Saved entries »
==================================================
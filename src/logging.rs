//! Tracing setup for the `rag` binary.

use tracing_subscriber::{fmt, prelude::*, EnvFilter};

/// Install a stderr subscriber. `RUST_LOG` overrides `level`.
pub fn init(level: &str) {
    let _ = tracing_subscriber::registry()
        .with(fmt::layer().with_writer(std::io::stderr))
        .with(EnvFilter::try_from_default_env().unwrap_or_else(|_| EnvFilter::new(level)))
        .try_init();
}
==================================================
EXERCISE AIM » Could you write out, unchanged, the line with "Install a stderr" and every line after it in the data above?

PROBLEM SOLUTION »
/// Install a stderr subscriber. `RUST_LOG` overrides `level`.
pub fn init(level: &str) {
    let _ = tracing_subscriber::registry()
        .with(fmt::layer().with_writer(std::io::stderr))
        .with(EnvFilter::try_from_default_env().unwrap_or_else(|_| EnvFilter::new(level)))
        .try_init();
}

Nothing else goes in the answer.